▸ **INFORMATION PROVIDED**:
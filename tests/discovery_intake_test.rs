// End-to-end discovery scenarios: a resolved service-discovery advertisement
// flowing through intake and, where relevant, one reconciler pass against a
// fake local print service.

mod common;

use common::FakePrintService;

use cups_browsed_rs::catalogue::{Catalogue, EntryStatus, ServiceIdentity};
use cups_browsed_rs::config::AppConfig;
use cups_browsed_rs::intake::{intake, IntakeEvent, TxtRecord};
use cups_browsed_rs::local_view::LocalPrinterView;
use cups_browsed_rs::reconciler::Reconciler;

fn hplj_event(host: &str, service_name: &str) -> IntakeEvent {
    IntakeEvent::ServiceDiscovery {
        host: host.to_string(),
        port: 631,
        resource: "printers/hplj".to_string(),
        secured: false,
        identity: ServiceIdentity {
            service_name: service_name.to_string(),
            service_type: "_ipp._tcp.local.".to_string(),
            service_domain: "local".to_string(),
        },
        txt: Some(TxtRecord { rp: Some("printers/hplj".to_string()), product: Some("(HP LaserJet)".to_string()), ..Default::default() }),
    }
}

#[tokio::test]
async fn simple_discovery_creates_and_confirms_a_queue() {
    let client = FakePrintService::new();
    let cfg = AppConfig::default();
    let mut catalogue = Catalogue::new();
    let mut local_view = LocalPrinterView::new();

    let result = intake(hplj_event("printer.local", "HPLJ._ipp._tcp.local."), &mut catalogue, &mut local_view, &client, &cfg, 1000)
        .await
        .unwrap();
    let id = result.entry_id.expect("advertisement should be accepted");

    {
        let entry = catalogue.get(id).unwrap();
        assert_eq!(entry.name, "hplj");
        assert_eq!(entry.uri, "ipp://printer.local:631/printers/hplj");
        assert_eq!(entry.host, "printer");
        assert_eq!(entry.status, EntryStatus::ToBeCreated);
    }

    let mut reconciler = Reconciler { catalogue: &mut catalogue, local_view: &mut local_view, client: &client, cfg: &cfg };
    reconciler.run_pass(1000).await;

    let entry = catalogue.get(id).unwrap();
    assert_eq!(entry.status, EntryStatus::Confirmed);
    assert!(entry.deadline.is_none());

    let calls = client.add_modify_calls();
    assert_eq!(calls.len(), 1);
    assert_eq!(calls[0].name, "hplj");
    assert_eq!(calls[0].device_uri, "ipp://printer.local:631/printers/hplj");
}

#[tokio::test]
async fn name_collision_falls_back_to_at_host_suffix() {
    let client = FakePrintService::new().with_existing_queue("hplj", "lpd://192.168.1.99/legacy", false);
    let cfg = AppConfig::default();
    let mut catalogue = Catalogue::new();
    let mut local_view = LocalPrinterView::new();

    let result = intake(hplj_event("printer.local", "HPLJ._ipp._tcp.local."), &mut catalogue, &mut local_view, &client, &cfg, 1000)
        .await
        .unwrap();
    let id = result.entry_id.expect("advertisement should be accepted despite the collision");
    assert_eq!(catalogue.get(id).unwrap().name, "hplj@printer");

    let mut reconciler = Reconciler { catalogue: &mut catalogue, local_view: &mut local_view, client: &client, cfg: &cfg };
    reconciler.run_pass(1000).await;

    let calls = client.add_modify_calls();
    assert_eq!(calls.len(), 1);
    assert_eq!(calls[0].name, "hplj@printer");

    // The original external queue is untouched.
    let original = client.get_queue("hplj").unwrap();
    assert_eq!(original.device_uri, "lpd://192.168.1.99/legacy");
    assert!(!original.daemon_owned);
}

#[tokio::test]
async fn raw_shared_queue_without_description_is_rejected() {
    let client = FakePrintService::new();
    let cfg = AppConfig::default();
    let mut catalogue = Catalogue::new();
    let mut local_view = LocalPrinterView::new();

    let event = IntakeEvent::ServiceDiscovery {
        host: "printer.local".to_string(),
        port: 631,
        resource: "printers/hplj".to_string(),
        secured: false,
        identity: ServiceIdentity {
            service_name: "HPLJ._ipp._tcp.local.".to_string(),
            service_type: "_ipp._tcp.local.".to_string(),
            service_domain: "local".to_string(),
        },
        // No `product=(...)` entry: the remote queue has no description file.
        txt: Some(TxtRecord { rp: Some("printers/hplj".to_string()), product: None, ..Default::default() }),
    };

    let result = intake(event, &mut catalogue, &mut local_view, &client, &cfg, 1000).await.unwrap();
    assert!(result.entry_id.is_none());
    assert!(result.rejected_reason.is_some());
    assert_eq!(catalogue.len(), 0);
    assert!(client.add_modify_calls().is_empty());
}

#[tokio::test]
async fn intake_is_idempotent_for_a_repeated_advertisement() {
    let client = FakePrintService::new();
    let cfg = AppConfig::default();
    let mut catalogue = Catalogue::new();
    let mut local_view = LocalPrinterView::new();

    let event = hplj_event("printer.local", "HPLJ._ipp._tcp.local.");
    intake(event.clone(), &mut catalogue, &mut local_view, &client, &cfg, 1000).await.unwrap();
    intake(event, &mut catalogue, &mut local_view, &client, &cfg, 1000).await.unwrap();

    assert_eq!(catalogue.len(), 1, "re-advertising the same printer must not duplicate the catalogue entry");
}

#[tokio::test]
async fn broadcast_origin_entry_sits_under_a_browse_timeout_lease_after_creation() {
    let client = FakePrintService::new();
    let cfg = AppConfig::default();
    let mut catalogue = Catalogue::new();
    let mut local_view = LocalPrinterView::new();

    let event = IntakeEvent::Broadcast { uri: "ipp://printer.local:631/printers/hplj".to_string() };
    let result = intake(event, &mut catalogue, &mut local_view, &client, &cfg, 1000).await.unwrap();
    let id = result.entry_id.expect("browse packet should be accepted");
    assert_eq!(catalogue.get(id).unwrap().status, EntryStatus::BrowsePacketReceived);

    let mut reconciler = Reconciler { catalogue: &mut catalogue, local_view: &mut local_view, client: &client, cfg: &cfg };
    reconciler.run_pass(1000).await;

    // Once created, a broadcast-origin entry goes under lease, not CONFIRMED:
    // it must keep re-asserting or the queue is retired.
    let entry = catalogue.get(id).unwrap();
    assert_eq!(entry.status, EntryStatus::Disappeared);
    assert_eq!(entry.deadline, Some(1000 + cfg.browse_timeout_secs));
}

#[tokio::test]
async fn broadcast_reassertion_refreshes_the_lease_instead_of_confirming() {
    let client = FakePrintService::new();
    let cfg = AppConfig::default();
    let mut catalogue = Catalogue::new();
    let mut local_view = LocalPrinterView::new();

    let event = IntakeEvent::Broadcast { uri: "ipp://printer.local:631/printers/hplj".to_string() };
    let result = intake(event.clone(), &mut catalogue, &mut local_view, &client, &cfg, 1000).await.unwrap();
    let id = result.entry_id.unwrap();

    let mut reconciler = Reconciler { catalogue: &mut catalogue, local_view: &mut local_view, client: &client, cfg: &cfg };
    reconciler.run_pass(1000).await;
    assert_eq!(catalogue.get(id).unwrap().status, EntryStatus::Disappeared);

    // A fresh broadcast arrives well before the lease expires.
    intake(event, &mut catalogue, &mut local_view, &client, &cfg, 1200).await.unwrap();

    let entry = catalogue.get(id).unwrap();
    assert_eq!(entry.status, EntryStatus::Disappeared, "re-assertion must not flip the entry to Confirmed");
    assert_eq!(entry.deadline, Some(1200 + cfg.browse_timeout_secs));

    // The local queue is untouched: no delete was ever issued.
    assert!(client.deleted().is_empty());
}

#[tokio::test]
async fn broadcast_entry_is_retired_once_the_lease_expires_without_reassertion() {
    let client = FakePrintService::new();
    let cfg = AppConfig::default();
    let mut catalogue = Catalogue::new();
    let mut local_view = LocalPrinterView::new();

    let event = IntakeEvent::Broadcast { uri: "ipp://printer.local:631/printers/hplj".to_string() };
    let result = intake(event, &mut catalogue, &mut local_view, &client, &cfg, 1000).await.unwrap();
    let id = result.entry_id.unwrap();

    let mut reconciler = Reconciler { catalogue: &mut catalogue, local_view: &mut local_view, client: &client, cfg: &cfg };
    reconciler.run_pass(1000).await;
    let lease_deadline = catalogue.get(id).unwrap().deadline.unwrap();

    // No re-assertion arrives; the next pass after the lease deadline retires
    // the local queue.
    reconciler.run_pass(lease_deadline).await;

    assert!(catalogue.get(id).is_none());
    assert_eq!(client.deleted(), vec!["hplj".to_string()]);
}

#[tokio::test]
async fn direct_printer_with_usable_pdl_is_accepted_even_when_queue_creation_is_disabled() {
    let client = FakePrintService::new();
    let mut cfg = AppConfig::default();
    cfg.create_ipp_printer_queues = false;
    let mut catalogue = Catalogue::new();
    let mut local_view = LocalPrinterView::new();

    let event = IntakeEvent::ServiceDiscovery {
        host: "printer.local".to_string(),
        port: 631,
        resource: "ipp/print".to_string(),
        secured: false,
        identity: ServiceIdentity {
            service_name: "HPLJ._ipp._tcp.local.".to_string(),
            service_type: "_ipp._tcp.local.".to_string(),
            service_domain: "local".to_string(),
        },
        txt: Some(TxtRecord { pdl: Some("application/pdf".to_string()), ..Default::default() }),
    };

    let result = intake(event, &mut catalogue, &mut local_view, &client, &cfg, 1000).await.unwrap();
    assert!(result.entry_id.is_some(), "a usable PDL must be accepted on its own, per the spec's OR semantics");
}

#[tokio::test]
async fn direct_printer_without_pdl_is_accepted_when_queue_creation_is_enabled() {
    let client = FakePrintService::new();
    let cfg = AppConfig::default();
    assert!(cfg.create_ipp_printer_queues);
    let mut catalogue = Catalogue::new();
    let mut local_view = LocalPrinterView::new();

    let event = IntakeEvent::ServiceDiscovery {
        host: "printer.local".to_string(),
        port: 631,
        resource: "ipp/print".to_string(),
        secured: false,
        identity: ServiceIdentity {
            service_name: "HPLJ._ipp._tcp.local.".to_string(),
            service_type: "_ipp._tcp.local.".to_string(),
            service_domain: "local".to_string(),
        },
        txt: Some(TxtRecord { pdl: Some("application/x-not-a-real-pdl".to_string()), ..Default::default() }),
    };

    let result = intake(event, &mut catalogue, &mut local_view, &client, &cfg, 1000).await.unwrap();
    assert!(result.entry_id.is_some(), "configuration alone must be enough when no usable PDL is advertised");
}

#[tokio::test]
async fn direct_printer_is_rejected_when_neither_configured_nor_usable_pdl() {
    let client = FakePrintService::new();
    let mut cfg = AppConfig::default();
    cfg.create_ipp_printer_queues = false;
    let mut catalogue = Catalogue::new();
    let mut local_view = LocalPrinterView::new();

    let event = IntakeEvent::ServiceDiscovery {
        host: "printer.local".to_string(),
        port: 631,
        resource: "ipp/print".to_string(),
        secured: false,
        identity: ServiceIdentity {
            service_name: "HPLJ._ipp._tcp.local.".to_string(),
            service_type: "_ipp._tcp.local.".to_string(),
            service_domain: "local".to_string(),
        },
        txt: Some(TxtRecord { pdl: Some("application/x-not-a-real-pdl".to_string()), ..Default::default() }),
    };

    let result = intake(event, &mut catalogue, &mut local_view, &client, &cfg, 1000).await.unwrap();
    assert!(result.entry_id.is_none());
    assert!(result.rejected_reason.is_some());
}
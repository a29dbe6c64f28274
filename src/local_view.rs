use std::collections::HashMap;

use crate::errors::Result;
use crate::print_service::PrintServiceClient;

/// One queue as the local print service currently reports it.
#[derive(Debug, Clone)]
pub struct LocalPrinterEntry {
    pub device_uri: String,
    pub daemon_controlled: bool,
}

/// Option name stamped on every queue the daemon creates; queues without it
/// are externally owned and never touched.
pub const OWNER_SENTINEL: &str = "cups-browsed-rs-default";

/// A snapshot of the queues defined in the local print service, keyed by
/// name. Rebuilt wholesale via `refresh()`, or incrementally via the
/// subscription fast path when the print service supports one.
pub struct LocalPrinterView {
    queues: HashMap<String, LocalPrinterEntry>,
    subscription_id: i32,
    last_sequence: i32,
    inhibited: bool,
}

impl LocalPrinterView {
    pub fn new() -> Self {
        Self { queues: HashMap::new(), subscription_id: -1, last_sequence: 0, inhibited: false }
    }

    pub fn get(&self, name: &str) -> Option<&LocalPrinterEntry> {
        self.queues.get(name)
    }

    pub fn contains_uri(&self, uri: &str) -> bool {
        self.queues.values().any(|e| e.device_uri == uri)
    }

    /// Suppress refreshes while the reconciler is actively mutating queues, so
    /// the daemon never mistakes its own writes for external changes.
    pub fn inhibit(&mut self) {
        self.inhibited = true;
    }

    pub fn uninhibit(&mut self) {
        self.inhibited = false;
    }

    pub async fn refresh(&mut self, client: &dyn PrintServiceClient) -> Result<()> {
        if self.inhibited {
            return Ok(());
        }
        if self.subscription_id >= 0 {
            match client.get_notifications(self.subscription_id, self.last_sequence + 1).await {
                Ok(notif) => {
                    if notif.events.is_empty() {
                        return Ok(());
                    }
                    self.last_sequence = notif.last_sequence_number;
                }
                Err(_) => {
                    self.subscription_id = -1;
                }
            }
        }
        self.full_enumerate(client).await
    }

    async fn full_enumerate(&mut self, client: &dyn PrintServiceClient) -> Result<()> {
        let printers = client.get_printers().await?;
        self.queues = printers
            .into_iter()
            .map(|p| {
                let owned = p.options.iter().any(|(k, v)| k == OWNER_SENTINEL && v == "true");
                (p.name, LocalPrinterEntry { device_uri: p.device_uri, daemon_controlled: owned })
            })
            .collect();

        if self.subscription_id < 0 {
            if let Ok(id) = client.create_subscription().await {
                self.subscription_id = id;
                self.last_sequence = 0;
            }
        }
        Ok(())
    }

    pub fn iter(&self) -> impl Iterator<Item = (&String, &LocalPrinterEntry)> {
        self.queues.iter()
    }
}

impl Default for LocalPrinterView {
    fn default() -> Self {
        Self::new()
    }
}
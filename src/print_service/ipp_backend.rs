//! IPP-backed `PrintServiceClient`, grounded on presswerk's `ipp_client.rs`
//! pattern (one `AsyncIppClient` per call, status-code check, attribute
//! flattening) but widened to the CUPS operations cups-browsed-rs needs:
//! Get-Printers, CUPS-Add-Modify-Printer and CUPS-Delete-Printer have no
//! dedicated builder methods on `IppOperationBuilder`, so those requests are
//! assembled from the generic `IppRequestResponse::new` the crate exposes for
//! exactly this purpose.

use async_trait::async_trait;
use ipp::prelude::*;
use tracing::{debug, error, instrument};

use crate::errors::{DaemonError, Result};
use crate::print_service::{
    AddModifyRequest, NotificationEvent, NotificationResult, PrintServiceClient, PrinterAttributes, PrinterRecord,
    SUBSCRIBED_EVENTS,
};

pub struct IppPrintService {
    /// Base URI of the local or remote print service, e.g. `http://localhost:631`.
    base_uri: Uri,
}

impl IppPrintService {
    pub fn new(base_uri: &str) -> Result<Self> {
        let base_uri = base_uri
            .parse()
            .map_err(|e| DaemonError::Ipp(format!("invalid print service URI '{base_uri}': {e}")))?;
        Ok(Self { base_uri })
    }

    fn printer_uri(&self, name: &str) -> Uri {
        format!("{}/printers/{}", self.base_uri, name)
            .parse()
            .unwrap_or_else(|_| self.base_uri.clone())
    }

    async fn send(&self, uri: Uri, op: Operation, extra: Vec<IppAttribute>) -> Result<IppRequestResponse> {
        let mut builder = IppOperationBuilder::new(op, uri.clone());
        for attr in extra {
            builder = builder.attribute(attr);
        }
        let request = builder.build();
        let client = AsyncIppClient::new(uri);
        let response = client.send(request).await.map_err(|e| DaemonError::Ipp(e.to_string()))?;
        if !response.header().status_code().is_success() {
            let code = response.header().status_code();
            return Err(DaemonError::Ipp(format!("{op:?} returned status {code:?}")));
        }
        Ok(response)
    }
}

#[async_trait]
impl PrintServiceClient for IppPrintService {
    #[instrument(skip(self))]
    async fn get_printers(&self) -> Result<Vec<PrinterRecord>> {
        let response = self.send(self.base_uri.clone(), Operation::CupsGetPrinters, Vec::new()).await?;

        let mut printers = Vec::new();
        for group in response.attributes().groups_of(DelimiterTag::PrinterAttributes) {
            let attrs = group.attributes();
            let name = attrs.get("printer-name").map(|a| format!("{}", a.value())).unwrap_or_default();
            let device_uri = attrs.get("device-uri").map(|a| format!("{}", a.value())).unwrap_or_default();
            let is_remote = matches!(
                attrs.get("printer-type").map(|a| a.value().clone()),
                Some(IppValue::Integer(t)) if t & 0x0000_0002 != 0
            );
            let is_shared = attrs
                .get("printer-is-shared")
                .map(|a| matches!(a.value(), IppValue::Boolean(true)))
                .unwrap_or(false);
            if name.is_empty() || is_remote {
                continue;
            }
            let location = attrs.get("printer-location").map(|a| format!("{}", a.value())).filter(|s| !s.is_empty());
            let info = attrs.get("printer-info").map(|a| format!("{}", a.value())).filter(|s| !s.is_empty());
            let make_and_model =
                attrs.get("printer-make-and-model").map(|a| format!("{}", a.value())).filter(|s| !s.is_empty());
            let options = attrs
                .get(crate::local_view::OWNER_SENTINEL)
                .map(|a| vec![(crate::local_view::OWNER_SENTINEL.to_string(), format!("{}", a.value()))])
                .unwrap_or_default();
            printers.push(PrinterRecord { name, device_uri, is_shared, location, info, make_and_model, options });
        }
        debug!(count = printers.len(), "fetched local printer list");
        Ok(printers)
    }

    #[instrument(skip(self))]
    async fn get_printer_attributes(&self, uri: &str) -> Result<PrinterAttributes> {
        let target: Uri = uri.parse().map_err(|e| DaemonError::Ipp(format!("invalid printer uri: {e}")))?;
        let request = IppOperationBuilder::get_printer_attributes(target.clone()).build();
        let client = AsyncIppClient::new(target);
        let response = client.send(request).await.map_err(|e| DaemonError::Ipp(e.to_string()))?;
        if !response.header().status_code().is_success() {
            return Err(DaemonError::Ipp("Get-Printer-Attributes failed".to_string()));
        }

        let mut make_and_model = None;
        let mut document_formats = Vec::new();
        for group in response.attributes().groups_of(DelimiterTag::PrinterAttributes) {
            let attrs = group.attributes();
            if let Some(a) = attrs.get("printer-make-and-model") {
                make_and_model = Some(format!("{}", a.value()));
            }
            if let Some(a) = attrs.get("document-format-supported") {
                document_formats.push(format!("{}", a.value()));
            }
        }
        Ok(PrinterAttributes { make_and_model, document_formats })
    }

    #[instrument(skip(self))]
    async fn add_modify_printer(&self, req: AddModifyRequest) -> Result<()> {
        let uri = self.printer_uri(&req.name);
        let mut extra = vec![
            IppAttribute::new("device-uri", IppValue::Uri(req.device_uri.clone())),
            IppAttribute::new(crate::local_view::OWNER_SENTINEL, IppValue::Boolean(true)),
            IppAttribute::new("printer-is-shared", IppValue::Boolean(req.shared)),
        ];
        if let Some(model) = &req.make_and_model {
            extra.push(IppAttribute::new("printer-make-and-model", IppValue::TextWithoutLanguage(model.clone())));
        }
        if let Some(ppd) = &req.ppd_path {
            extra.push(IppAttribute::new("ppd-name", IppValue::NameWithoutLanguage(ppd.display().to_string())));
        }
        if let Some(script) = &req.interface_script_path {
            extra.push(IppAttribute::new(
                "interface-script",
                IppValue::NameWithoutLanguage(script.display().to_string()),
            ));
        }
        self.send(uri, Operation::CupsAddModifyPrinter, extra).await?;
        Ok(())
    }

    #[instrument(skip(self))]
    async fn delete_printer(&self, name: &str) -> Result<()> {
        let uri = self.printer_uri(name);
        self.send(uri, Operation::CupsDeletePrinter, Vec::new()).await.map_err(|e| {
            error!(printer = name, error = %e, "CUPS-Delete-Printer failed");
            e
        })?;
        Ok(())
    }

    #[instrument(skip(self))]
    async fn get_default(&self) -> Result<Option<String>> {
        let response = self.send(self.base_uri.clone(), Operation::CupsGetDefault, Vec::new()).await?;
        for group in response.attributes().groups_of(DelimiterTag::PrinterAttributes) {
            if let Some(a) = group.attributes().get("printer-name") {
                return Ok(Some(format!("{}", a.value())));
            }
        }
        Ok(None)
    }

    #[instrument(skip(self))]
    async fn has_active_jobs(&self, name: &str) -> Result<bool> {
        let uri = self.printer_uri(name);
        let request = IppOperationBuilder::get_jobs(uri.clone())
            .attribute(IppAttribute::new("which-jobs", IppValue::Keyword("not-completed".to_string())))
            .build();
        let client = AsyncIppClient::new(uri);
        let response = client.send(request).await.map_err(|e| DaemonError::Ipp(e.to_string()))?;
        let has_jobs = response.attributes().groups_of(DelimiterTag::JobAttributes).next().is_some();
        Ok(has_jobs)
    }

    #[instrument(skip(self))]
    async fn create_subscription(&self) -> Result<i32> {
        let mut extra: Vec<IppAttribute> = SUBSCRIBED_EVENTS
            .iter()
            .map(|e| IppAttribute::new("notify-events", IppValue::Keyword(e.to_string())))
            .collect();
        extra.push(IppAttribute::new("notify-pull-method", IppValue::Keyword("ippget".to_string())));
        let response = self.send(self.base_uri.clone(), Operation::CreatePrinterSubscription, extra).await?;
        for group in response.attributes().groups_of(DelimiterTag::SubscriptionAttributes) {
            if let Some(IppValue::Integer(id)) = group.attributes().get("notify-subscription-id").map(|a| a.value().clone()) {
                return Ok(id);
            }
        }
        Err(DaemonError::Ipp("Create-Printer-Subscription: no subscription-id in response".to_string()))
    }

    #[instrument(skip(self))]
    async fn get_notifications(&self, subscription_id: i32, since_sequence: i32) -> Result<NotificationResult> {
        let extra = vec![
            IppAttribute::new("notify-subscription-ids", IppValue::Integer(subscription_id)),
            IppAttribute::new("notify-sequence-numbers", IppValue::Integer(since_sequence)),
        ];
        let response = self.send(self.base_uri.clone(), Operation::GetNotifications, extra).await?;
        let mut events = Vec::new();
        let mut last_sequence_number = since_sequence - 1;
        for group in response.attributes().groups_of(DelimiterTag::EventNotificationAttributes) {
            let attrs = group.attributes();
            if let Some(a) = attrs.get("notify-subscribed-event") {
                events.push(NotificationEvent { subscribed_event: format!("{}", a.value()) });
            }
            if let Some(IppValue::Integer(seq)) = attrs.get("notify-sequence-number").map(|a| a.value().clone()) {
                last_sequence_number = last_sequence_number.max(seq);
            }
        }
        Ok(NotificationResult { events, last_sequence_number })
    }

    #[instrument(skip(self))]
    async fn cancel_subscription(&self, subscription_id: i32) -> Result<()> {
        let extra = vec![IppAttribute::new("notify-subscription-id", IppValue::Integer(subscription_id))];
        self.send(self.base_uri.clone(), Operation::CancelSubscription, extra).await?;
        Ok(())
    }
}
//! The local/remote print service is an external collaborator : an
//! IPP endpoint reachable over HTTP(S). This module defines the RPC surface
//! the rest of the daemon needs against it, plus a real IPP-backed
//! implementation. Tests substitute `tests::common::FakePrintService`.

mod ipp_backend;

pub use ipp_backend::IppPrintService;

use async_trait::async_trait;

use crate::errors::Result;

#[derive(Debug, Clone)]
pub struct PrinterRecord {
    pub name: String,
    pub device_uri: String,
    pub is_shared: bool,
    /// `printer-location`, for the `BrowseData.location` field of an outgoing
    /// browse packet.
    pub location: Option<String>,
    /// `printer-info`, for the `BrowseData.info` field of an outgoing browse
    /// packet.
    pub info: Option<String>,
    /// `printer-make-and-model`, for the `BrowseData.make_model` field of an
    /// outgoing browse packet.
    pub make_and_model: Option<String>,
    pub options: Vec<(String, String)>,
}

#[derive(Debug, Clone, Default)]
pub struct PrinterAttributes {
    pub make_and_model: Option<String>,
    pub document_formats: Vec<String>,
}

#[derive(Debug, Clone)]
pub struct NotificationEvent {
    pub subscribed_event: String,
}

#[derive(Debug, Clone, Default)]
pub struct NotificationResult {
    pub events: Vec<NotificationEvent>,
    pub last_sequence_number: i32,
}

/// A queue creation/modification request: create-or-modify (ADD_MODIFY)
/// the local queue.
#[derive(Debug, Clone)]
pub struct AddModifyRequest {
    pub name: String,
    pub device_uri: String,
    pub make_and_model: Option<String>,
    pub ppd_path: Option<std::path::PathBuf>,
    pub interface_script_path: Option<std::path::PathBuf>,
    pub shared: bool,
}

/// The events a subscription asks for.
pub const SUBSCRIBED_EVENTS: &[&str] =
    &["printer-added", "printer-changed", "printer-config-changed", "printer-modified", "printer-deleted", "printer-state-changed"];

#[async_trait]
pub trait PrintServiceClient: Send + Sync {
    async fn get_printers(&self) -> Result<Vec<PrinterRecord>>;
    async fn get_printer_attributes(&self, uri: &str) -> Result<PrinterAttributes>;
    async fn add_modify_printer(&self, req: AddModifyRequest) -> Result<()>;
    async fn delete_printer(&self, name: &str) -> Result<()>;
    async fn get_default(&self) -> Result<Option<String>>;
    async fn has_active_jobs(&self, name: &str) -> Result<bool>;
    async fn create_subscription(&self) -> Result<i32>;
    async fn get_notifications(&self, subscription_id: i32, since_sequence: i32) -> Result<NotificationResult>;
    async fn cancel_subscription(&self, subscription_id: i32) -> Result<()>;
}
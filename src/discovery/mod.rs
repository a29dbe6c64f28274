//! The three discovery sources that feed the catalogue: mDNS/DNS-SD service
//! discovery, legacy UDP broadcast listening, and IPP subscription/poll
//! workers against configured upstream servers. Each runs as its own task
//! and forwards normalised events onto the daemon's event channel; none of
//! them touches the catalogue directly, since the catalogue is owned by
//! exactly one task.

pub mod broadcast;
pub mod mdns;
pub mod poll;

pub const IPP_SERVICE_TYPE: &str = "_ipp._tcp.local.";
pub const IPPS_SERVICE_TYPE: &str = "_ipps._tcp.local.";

▸ **ACTION ITEM**:
Please count how many lines of the listing include the word "AsyncIppClient", giving the number by itself.

▸ **PROBLEM SOLUTION**:
4